The danger in a dictator is not that he is mentally unbalanced. The
danger is found in his intelligence, in his unusual cunning and prudence.
Such a person solves problems in criminal ways. He finds shortcuts via
murder and plunder. His logic is not the logic of a morally good person. It
is the logic of power at any price. And because the great dictator is highly
intelligent, his dreams translate into a living nightmare for millions of
innocent human beings.

Beneath the dictator are thousands of bureaucrats. These people
transform the dictator’s criminal shortcuts into daily routine. We must not
forget the “little people” who make the dictators of the world possible.

Hannah Arendt, in her famous book on the trial of Adolf Eichmann,
marveled at how ordinary this Nazi functionary was. She called this “the
banality of evil.” She noted that Eichmann had been a vacuum cleaner
salesman before joining the Nazis. His mentality was without intellectual
seriousness or integrity. In all innocence, he believed his own lies and
excuses. His soul was shallow and plastic, extremely flexible and changeable.
Eichmann often mimicked or reflected the attitudes of those around him. In
other words, he was the perfect follower — the ideal cog in a vast machine
of death.

Eichmann wasn’t insane. He was Hitler’s mediocre shadow.

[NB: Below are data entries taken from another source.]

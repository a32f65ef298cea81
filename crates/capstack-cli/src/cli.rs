//! CLI argument definitions.

use clap::{ArgAction, Parser, Subcommand, ValueEnum};

use crate::commands::{BatchArgs, OptimizeArgs, RecommendArgs, SimulateArgs};

/// Capstack - Debt tranche allocation by worst-period interest coverage
#[derive(Parser)]
#[command(name = "capstack")]
#[command(author, version, about, long_about = None)]
#[command(propagate_version = true)]
pub struct Cli {
    /// Output format
    #[arg(short, long, value_enum, default_value = "table", global = true)]
    pub format: OutputFormat,

    /// Suppress headers and summaries
    #[arg(short, long, global = true)]
    pub quiet: bool,

    /// Increase log verbosity (-v info, -vv debug, -vvv trace)
    #[arg(short, long, action = ArgAction::Count, global = true)]
    pub verbose: u8,

    #[command(subcommand)]
    pub command: Commands,
}

/// Available commands
#[derive(Subcommand)]
pub enum Commands {
    /// Recommend an allocation across every tranche in the rate table
    Recommend(RecommendArgs),

    /// Optimize the allocation across selected tranches
    Optimize(OptimizeArgs),

    /// Worst-period coverage ratio of a debt amount
    Simulate(SimulateArgs),

    /// Recommend allocations for several model files in parallel
    Batch(BatchArgs),
}

/// Output format options
#[derive(Debug, Clone, Copy, PartialEq, Eq, Default, ValueEnum)]
pub enum OutputFormat {
    /// Human-readable table format
    #[default]
    Table,
    /// JSON format
    Json,
    /// CSV format
    Csv,
    /// Minimal output (just the value)
    Minimal,
}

Brilliant people and dull people get drawn into violence and destruction
because they are led to it by a desire to “make history” or “advance their
career.” They want to solve great problems, but they have lost patience with
nonviolent ways of solving problems. They want instant results. So they
take a bloody shortcut.

Political convictions combined with mistaken notions on how to overcome
resistance are sufficient to produce mass death and destruction. Now that we
have entered the 21st century, political convictions and mistaken
notions are still with us. Look at the Middle East today and you will see
the same old fallacies at work. There is a desire for war on one side, and
the desperation of a cornered animal on the other.

When we look at the leaders in Russia, China, North Korea and the Middle
East, we need to ask ourselves about their political convictions. We also
need to watch what they are preparing to do. Another world war might seem
like insanity to mainstream America, but there might be a way to use weapons
of mass destruction as a shortcut to something that “normal people” have not
seriously considered. Perhaps there are military tricks that will secure the
glory and the power of one country above others. These tricks, of course,
could lead to miscalculations that could claim hundreds of millions of lives.

We need to watch the leaders of Russia, China and other countries with
great care. We need to understand their dreams as we anticipate their
methods. For example, if you see today’s dictatorships digging underground
nuclear-proof cities, building newer and better weapons of mass destruction,
fielding improved ships, tanks and aircraft, do not imagine they are doing so
out of fear of our shopping mall society.

And do not dismiss these preparations as mere lunacy.